Что касается меня, то и прежде и теперь было известно: публично я со всеми стремился найти общий язык; одного лишь я тогда не учитывал – что именно это может стать причиной моего поражения. В самых разных кругах, обладающих весом в тогдашней политической жизни, у меня было немало полезных, хотя в общем бесплодных споров; и лишь спустя долгое время я понял, что должен выйти за рамки этих кругов. В это время я давно уже был в тени, и именно Гамалиил подал мне замечательную идею.
До меня доходили слухи о движении Иисуса. Но особого значения я, признаться, этим слухам не придавал и контактов с движением не искал. Тут-то Гамалиил, как бы между делом – по всегдашнему своему обычаю обмолвившись о новом политическом факторе, и привлек к нему мое внимание и даже намекнул, что, возможно, мог бы мне посодействовать. Как он это организовал, не знаю; но вскоре ко мне пришел юноша, почти мальчик, по имени Иоанн; он сказал, что ему велено сослаться на Гамалиила. Когда я, много позже, напомнил об этом Гамалиилу, тот лишь недоуменно посмотрел на меня и замотал головой: нет, он понятия ни о чем таком не имеет. Я-то знал, что он прирожденный лицемер, и лишь улыбнулся. Юноша просто светился невинностью и смутился, когда я пригласил его сесть. Я спросил, кто его прислал; он ответил, что не может этого сказать, с него взяли клятву. И повторил лишь, что сослаться должен на Гамалиила. Я спросил, не ученик ли он Гамалиила; он ответил, что знает учителя понаслышке, учитель же его Иисус. Тут я убедился: именно эта нить ведет к достижению целей. Я знал, что мы должны победить Рим, не порабощая его. То есть мы должны лишь свергнуть имперское иго – и тогда станем свободны.
Иоанн приходил ко мне часто, мы подолгу беседовали, он всегда был голоден, и я приказывал слугам принести ему еды. Не будет преувеличением, если я выражусь таким образом: он пожирал все, что перед ним ставили. И за едой говорил, говорил; я давал ему выговориться. Вопросы я задавал редко. Он рассказывал, чего хочет Иисус, где и что он совершил, с восторгом отзывался о чудесах. Рассказал о том, что вот уже некоторое время Иисус часто отходит в сторонку с Иудой, который тоже один из его приверженцев, и они спорят о чем-то. Я просил его передать Иуде, что жду его для беседы. При следующей встрече Иоанн, которого я успел полюбить как собственного сына, сказал: Иуда отругал его последними словами, едва не побил. Ответ меня успокоил: я убедился, что именно Иисус – тот, кто мне нужен; Гамалиил не скрыл от меня, что в свое время, во время нашего общего эксперимента, оба были его учениками.

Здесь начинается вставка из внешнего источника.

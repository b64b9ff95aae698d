#[tokio::main]
async fn main() {
    if let Err(error) = sports_catalog_lib::run().await {
        eprintln!("sports-catalog failed: {}", error);
        std::process::exit(1);
    }
}
use serde::{Deserialize, Serialize};

use crate::application::services::catalog_service::OperationPhase;
use crate::application::services::catalog_state::CatalogState;
use crate::domain::models::club::Club;
use crate::domain::models::entity::EntityKind;
use crate::domain::models::player::Player;
use crate::domain::models::trophy::Trophy;

/// One rendered list row
#[derive(Debug, Clone, PartialEq, Eq, Serialize, Deserialize)]
#[serde(rename_all = "camelCase")]
pub struct EntityRowDto {
    pub id: String,
    pub title: String,
    pub subtitle: String,
    pub detail: Option<String>,
    pub image_url: String,
}

#[derive(Debug, Clone, Serialize, Deserialize)]
#[serde(rename_all = "camelCase")]
pub struct TabViewDto {
    pub kind: EntityKind,
    pub label: String,
    pub rows: Vec<EntityRowDto>,
    /// Set only when the list is empty
    pub empty_message: Option<String>,
    pub upload_progress: u8,
    pub phase: OperationPhase,
}

#[derive(Debug, Clone, Serialize, Deserialize)]
#[serde(rename_all = "camelCase")]
pub struct CatalogViewDto {
    pub active_tab: EntityKind,
    pub loading: bool,
    pub tabs: Vec<TabViewDto>,
}

impl CatalogViewDto {
    pub fn build(
        state: &CatalogState,
        loading: bool,
        progress: [u8; 3],
        phases: [OperationPhase; 3],
    ) -> Self {
        let tabs = EntityKind::ALL
            .into_iter()
            .map(|kind| {
                let rows = match kind {
                    EntityKind::Players => state.players.iter().map(player_row).collect(),
                    EntityKind::Clubs => state.clubs.iter().map(club_row).collect(),
                    EntityKind::Trophies => state
                        .trophies
                        .iter()
                        .map(|trophy| trophy_row(trophy, &state.clubs, &state.players))
                        .collect::<Vec<_>>(),
                };
                TabViewDto {
                    kind,
                    label: kind.plural_label().to_string(),
                    empty_message: rows
                        .is_empty()
                        .then(|| format!("No {} added yet.", kind.collection())),
                    rows,
                    upload_progress: progress[kind.index()],
                    phase: phases[kind.index()],
                }
            })
            .collect();

        Self {
            active_tab: state.active_tab,
            loading,
            tabs,
        }
    }

    pub fn tab(&self, kind: EntityKind) -> Option<&TabViewDto> {
        self.tabs.iter().find(|tab| tab.kind == kind)
    }
}

pub fn player_row(player: &Player) -> EntityRowDto {
    EntityRowDto {
        id: player.id.clone(),
        title: player.full_name.clone(),
        subtitle: format!(
            "{} yrs | {} | {}",
            player.age, player.nationality, player.club
        ),
        detail: Some(format!(
            "Goals: {} | Assists: {}",
            player.goals, player.assists
        )),
        image_url: player.profile_image_url.clone(),
    }
}

pub fn club_row(club: &Club) -> EntityRowDto {
    EntityRowDto {
        id: club.id.clone(),
        title: club.name.clone(),
        subtitle: format!("President: {} | Coach: {}", club.president, club.coach),
        detail: None,
        image_url: club.logo_url.clone(),
    }
}

/// Resolves the winning club and award winners against the loaded lists.
/// Dangling references render as "Unknown".
pub fn trophy_row(trophy: &Trophy, clubs: &[Club], players: &[Player]) -> EntityRowDto {
    let winner = match trophy.winner_id.as_deref() {
        Some(id) if !id.is_empty() => clubs
            .iter()
            .find(|club| club.id == id)
            .map_or("Unknown", |club| club.name.as_str()),
        _ => "None",
    };

    let awards = if trophy.awards.is_empty() {
        "None".to_string()
    } else {
        trophy
            .awards
            .iter()
            .map(|award| match trophy.award_winners.get(award) {
                Some(player_id) => {
                    let name = players
                        .iter()
                        .find(|player| &player.id == player_id)
                        .map_or("Unknown", |player| player.full_name.as_str());
                    format!("{} ({})", award, name)
                }
                None => award.to_string(),
            })
            .collect::<Vec<_>>()
            .join(", ")
    };

    EntityRowDto {
        id: trophy.id.clone(),
        title: trophy.name.clone(),
        subtitle: format!("Winner: {}", winner),
        detail: Some(format!("Awards: {}", awards)),
        image_url: trophy.image_url.clone(),
    }
}
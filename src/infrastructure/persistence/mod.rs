// Persistence utilities
pub mod file_system;
use serde::{Deserialize, Serialize};
use serde_json::{Map, Value};

use crate::domain::errors::DomainError;
use crate::domain::models::entity::CatalogEntity;

/// Field map of a schema-less document
pub type DocumentFields = Map<String, Value>;

/// A stored document as returned by a document collection
#[derive(Debug, Clone, PartialEq, Serialize, Deserialize)]
pub struct Document {
    pub id: String,
    #[serde(default)]
    pub fields: DocumentFields,
}

impl Document {
    pub fn new(id: impl Into<String>, fields: DocumentFields) -> Self {
        Self {
            id: id.into(),
            fields,
        }
    }

    /// Decode the document into an entity, taking the id from the document key
    pub fn into_entity<E: CatalogEntity>(self) -> Result<E, DomainError> {
        let mut fields = self.fields;
        fields.remove("id");
        let mut entity: E = serde_json::from_value(Value::Object(fields)).map_err(|error| {
            DomainError::InvalidData(format!(
                "Document '{}' in '{}' is malformed: {}",
                self.id,
                E::KIND.collection(),
                error
            ))
        })?;
        entity.set_id(self.id);
        Ok(entity)
    }
}

/// Fields to store for an entity. The id is the document key and is never
/// written as a field.
pub fn entity_fields<E: CatalogEntity>(entity: &E) -> Result<DocumentFields, DomainError> {
    match serde_json::to_value(entity) {
        Ok(Value::Object(mut fields)) => {
            fields.remove("id");
            Ok(fields)
        }
        Ok(other) => Err(DomainError::InvalidData(format!(
            "{} did not serialize to an object: {}",
            E::KIND.label(),
            other
        ))),
        Err(error) => Err(DomainError::InvalidData(format!(
            "Failed to serialize {}: {}",
            E::KIND.singular(),
            error
        ))),
    }
}
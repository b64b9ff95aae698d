use crate::domain::models::club::Club;
use crate::domain::models::entity::{CatalogEntity, EntityKind};
use crate::domain::models::player::Player;
use crate::domain::models::trophy::Trophy;

/// In-memory copy of the three collections plus the selected tab
#[derive(Debug, Clone)]
pub struct CatalogState {
    pub active_tab: EntityKind,
    pub players: Vec<Player>,
    pub clubs: Vec<Club>,
    pub trophies: Vec<Trophy>,
}

impl Default for CatalogState {
    fn default() -> Self {
        Self {
            active_tab: EntityKind::Players,
            players: Vec::new(),
            clubs: Vec::new(),
            trophies: Vec::new(),
        }
    }
}

/// Ties an entity type to its list inside `CatalogState`
pub trait CatalogList: CatalogEntity {
    fn list(state: &CatalogState) -> &Vec<Self>;

    fn list_mut(state: &mut CatalogState) -> &mut Vec<Self>;
}

impl CatalogList for Player {
    fn list(state: &CatalogState) -> &Vec<Self> {
        &state.players
    }

    fn list_mut(state: &mut CatalogState) -> &mut Vec<Self> {
        &mut state.players
    }
}

impl CatalogList for Club {
    fn list(state: &CatalogState) -> &Vec<Self> {
        &state.clubs
    }

    fn list_mut(state: &mut CatalogState) -> &mut Vec<Self> {
        &mut state.clubs
    }
}

impl CatalogList for Trophy {
    fn list(state: &CatalogState) -> &Vec<Self> {
        &state.trophies
    }

    fn list_mut(state: &mut CatalogState) -> &mut Vec<Self> {
        &mut state.trophies
    }
}

impl CatalogState {
    pub fn find<E: CatalogList>(&self, id: &str) -> Option<&E> {
        E::list(self).iter().find(|entity| entity.id() == id)
    }

    pub fn replace_all<E: CatalogList>(&mut self, entities: Vec<E>) {
        *E::list_mut(self) = entities;
    }

    pub fn append<E: CatalogList>(&mut self, entity: E) {
        E::list_mut(self).push(entity);
    }

    /// Replace the entity with the same id. Returns false if it is not loaded.
    pub fn merge<E: CatalogList>(&mut self, entity: E) -> bool {
        match E::list_mut(self)
            .iter_mut()
            .find(|existing| existing.id() == entity.id())
        {
            Some(existing) => {
                *existing = entity;
                true
            }
            None => false,
        }
    }

    /// Remove every row with the given id and return how many were dropped
    pub fn remove<E: CatalogList>(&mut self, id: &str) -> usize {
        let list = E::list_mut(self);
        let before = list.len();
        list.retain(|entity| entity.id() != id);
        before - list.len()
    }
}

#[cfg(test)]
mod tests {
    use super::*;

    fn club(id: &str, name: &str) -> Club {
        Club {
            id: id.to_string(),
            name: name.to_string(),
            ..Club::default()
        }
    }

    #[test]
    fn merge_replaces_by_id_and_keeps_order() {
        let mut state = CatalogState::default();
        state.append(club("a", "Alpha"));
        state.append(club("b", "Bravo"));

        assert!(state.merge(club("a", "Alpha Renamed")));
        assert!(!state.merge(club("z", "Ghost")));

        let names: Vec<_> = state.clubs.iter().map(|c| c.name.as_str()).collect();
        assert_eq!(names, vec!["Alpha Renamed", "Bravo"]);
    }

    #[test]
    fn remove_only_touches_matching_rows() {
        let mut state = CatalogState::default();
        state.append(club("a", "Alpha"));
        state.append(club("b", "Bravo"));

        assert_eq!(state.remove::<Club>("b"), 1);
        assert_eq!(state.remove::<Club>("b"), 0);
        assert_eq!(state.clubs.len(), 1);
        assert!(state.find::<Club>("a").is_some());
    }
}
pub mod document_repository;
pub mod object_storage_repository;
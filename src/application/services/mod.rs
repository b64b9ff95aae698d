pub mod catalog_controller;
pub mod catalog_service;
pub mod catalog_state;
pub mod notification_service;
pub mod upload_service;

#[cfg(test)]
pub(crate) mod test_support;
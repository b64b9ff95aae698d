use std::sync::Arc;

use axum::Router;
use axum::extract::DefaultBodyLimit;
use axum::routing::{get, post, put};
use tower_http::cors::CorsLayer;
use tower_http::services::ServeDir;

use crate::app::AppState;
use crate::application::dto::club_dto::ClubForm;
use crate::application::dto::entity_form::EntityForm;
use crate::application::dto::player_dto::PlayerForm;
use crate::application::dto::trophy_dto::TrophyForm;
use crate::application::services::catalog_state::CatalogList;
use crate::domain::models::entity::CatalogEntity;
use crate::presentation::commands::catalog_commands::{
    drain_notifications, get_catalog, get_upload_progress, reload_catalog, select_tab,
};
use crate::presentation::commands::entity_commands::{
    create_entity, delete_entity, list_entities, update_entity,
};

/// Room for the multipart framing and the form part on top of the image
const FORM_OVERHEAD_BYTES: usize = 64 * 1024;

pub fn router(state: Arc<AppState>) -> Router {
    let body_limit = state.config.max_image_bytes + FORM_OVERHEAD_BYTES;
    let storage_dir = state.data_directory.storage().to_path_buf();

    Router::new()
        .route("/api/catalog", get(get_catalog))
        .route("/api/catalog/reload", post(reload_catalog))
        .route("/api/catalog/tab", put(select_tab))
        .route("/api/uploads/progress", get(get_upload_progress))
        .route("/api/notifications", get(drain_notifications))
        .merge(entity_routes::<PlayerForm>())
        .merge(entity_routes::<ClubForm>())
        .merge(entity_routes::<TrophyForm>())
        .nest_service("/storage", ServeDir::new(storage_dir))
        .layer(CorsLayer::permissive())
        .layer(DefaultBodyLimit::max(body_limit))
        .with_state(state)
}

fn entity_routes<F>() -> Router<Arc<AppState>>
where
    F: EntityForm,
    F::Entity: CatalogList,
{
    let collection = format!("/api/{}", F::Entity::KIND.collection());
    let item = format!("{}/:id", collection);

    Router::new()
        .route(
            &collection,
            get(list_entities::<F::Entity>).post(create_entity::<F>),
        )
        .route(
            &item,
            put(update_entity::<F>).delete(delete_entity::<F::Entity>),
        )
}
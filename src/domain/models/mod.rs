pub mod club;
pub mod document;
pub mod entity;
pub mod image;
pub mod notification;
pub mod player;
pub mod trophy;
pub mod upload;
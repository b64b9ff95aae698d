// Data Transfer Objects
pub mod catalog_dto;
pub mod club_dto;
pub mod entity_form;
pub mod player_dto;
pub mod trophy_dto;
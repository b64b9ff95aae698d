use std::path::{Component, Path, PathBuf};

use async_trait::async_trait;
use bytes::Bytes;
use percent_encoding::{AsciiSet, NON_ALPHANUMERIC, utf8_percent_encode};
use tokio::fs::{self, File};
use tokio::io::AsyncWriteExt;

use crate::domain::errors::DomainError;
use crate::domain::models::upload::{ProgressCallback, UploadProgress};
use crate::domain::repositories::object_storage_repository::ObjectStorageRepository;
use crate::infrastructure::logging::logger;

/// Characters left as-is inside one URL path segment
const PATH_SEGMENT: &AsciiSet = &NON_ALPHANUMERIC
    .remove(b'-')
    .remove(b'.')
    .remove(b'_')
    .remove(b'~');

/// Object storage on the local disk, served back over HTTP under
/// `public_base_url`
pub struct FileObjectStorageRepository {
    storage_dir: PathBuf,
    public_base_url: String,
    chunk_size: usize,
}

impl FileObjectStorageRepository {
    pub fn new(storage_dir: PathBuf, public_base_url: impl Into<String>, chunk_size: usize) -> Self {
        Self {
            storage_dir,
            public_base_url: public_base_url.into().trim_end_matches('/').to_string(),
            chunk_size: chunk_size.max(1),
        }
    }

    fn object_file(&self, path: &str) -> Result<PathBuf, DomainError> {
        let relative = Path::new(path);
        let safe = !path.is_empty()
            && relative
                .components()
                .all(|component| matches!(component, Component::Normal(_)));
        if !safe {
            return Err(DomainError::InvalidData(format!(
                "Invalid object path: {}",
                path
            )));
        }

        Ok(self.storage_dir.join(relative))
    }

    fn io_error(action: &str, path: &Path, error: std::io::Error) -> DomainError {
        logger::error(&format!("Failed to {} {:?}: {}", action, path, error));
        DomainError::InternalError(format!("Failed to {} object: {}", action, error))
    }
}

#[async_trait]
impl ObjectStorageRepository for FileObjectStorageRepository {
    async fn upload_object(
        &self,
        path: &str,
        data: Bytes,
        content_type: &str,
        on_progress: ProgressCallback,
    ) -> Result<(), DomainError> {
        let target = self.object_file(path)?;
        logger::debug(&format!(
            "Storing {} ({} bytes, {})",
            path,
            data.len(),
            content_type
        ));

        if let Some(parent) = target.parent() {
            fs::create_dir_all(parent)
                .await
                .map_err(|error| Self::io_error("create directory for", parent, error))?;
        }

        let total = data.len() as u64;
        let mut file = File::create(&target)
            .await
            .map_err(|error| Self::io_error("create", &target, error))?;

        let mut written = 0u64;
        (*on_progress)(UploadProgress::new(0, total));
        for chunk in data.chunks(self.chunk_size) {
            file.write_all(chunk)
                .await
                .map_err(|error| Self::io_error("write", &target, error))?;
            written += chunk.len() as u64;
            (*on_progress)(UploadProgress::new(written, total));
        }

        file.flush()
            .await
            .map_err(|error| Self::io_error("flush", &target, error))?;
        Ok(())
    }

    async fn public_url(&self, path: &str) -> Result<String, DomainError> {
        let target = self.object_file(path)?;
        if !target.is_file() {
            return Err(DomainError::NotFound(format!("Object not found: {}", path)));
        }

        let encoded = path
            .split('/')
            .map(|segment| utf8_percent_encode(segment, PATH_SEGMENT).to_string())
            .collect::<Vec<_>>()
            .join("/");
        Ok(format!("{}/{}", self.public_base_url, encoded))
    }
}
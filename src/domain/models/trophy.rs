use std::collections::BTreeMap;
use std::fmt;

use serde::{Deserialize, Serialize};

use crate::domain::models::entity::{CatalogEntity, EntityKind, is_blank};

/// Individual awards a trophy can hand out. Serialized as the display label.
#[derive(Debug, Clone, Copy, PartialEq, Eq, Hash, PartialOrd, Ord, Serialize, Deserialize)]
#[serde(try_from = "String", into = "String")]
pub enum Award {
    GoldenBoot,
    Mvp,
    BestDefender,
    BestMidfielder,
    BestGoalkeeper,
}

impl Award {
    pub const ALL: [Award; 5] = [
        Award::GoldenBoot,
        Award::Mvp,
        Award::BestDefender,
        Award::BestMidfielder,
        Award::BestGoalkeeper,
    ];

    pub fn label(self) -> &'static str {
        match self {
            Self::GoldenBoot => "Golden Boot",
            Self::Mvp => "MVP",
            Self::BestDefender => "Best Defender",
            Self::BestMidfielder => "Best Midfielder",
            Self::BestGoalkeeper => "Best Goalkeeper",
        }
    }

    pub fn from_label(label: &str) -> Option<Self> {
        let label = label.trim();
        Self::ALL
            .into_iter()
            .find(|award| award.label().eq_ignore_ascii_case(label))
    }
}

impl fmt::Display for Award {
    fn fmt(&self, f: &mut fmt::Formatter<'_>) -> fmt::Result {
        f.write_str(self.label())
    }
}

impl TryFrom<String> for Award {
    type Error = String;

    fn try_from(value: String) -> Result<Self, Self::Error> {
        Self::from_label(&value).ok_or_else(|| format!("Unknown award: {}", value))
    }
}

impl From<Award> for String {
    fn from(award: Award) -> Self {
        award.label().to_string()
    }
}

/// A trophy record
#[derive(Debug, Clone, PartialEq, Eq, Serialize, Deserialize, Default)]
#[serde(rename_all = "camelCase")]
pub struct Trophy {
    #[serde(default)]
    pub id: String,

    #[serde(default)]
    pub name: String,

    /// Public URL of the trophy image
    #[serde(default, rename = "image")]
    pub image_url: String,

    /// Id of the winning club. Not checked against the clubs collection.
    #[serde(default)]
    pub winner_id: Option<String>,

    #[serde(default)]
    pub awards: Vec<Award>,

    /// Award -> id of the player who received it
    #[serde(default)]
    pub award_winners: BTreeMap<Award, String>,
}

impl Trophy {
    /// Drops duplicate awards, winners of awards that are not selected, and
    /// blank references.
    pub fn normalize(&mut self) {
        let mut seen = Vec::with_capacity(self.awards.len());
        self.awards.retain(|award| {
            if seen.contains(award) {
                false
            } else {
                seen.push(*award);
                true
            }
        });

        let awards = &self.awards;
        self.award_winners
            .retain(|award, player_id| awards.contains(award) && !is_blank(player_id));

        if self.winner_id.as_deref().is_some_and(is_blank) {
            self.winner_id = None;
        }
    }
}

impl CatalogEntity for Trophy {
    const KIND: EntityKind = EntityKind::Trophies;

    fn id(&self) -> &str {
        &self.id
    }

    fn set_id(&mut self, id: String) {
        self.id = id;
    }

    fn set_image_url(&mut self, url: String) {
        self.image_url = url;
    }

    fn missing_required_fields(&self) -> Vec<&'static str> {
        if is_blank(&self.name) {
            vec!["name"]
        } else {
            Vec::new()
        }
    }
}

#[cfg(test)]
mod tests {
    use serde_json::json;

    use super::*;

    #[test]
    fn awards_use_display_labels_on_the_wire() {
        let trophy = Trophy {
            name: "League Cup".to_string(),
            awards: vec![Award::GoldenBoot, Award::Mvp],
            award_winners: BTreeMap::from([(Award::Mvp, "p7".to_string())]),
            ..Trophy::default()
        };

        let value = serde_json::to_value(&trophy).expect("trophy should serialize");
        assert_eq!(value["awards"], json!(["Golden Boot", "MVP"]));
        assert_eq!(value["awardWinners"], json!({ "MVP": "p7" }));
        assert_eq!(value["winnerId"], json!(null));
    }

    #[test]
    fn unknown_award_label_is_rejected() {
        let result = serde_json::from_value::<Trophy>(json!({
            "name": "Cup",
            "awards": ["Best Mascot"]
        }));
        assert!(result.is_err());
    }

    #[test]
    fn normalize_clears_winners_of_unselected_awards() {
        let mut trophy = Trophy {
            name: "Cup".to_string(),
            winner_id: Some("   ".to_string()),
            awards: vec![Award::Mvp, Award::Mvp, Award::BestDefender],
            award_winners: BTreeMap::from([
                (Award::Mvp, "p1".to_string()),
                (Award::GoldenBoot, "p2".to_string()),
                (Award::BestDefender, String::new()),
            ]),
            ..Trophy::default()
        };

        trophy.normalize();

        assert_eq!(trophy.awards, vec![Award::Mvp, Award::BestDefender]);
        assert_eq!(
            trophy.award_winners,
            BTreeMap::from([(Award::Mvp, "p1".to_string())])
        );
        assert_eq!(trophy.winner_id, None);
    }
}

Дело в том, что я вовсе не собирался встречаться с Иудой; я хотел лишь узнать: принесет ли он себя в жертву ради Иисуса? Насчет Иисуса я ни на мгновение не сомневался: это он прислал ко мне Иоанна, и это ему послал весть Гамалиил. Ясно было, с Иисусом мы друг друга поймем, но, как и я, он бессилен, он не возьмет в руки оружие, это я понял, познакомившись с его учением. Я знал, я понимал: моя вера, мои планы не заставят разделенные внутренние силы взяться сообща за оружие. И с этого момента я стал опираться на Иуду. С Иоанном я беседовал так, чтобы Иисус, выслушав его, сделал вывод:
вместо него я выступить не могу. Я стал ждать, когда в дверь ко мне сам, по доброй воле, постучится Иуда. И Иуда постучался. Он стал ключевой фигурой в этой истории, хотя, по всей очевидности, тогда еще не догадывался об этом.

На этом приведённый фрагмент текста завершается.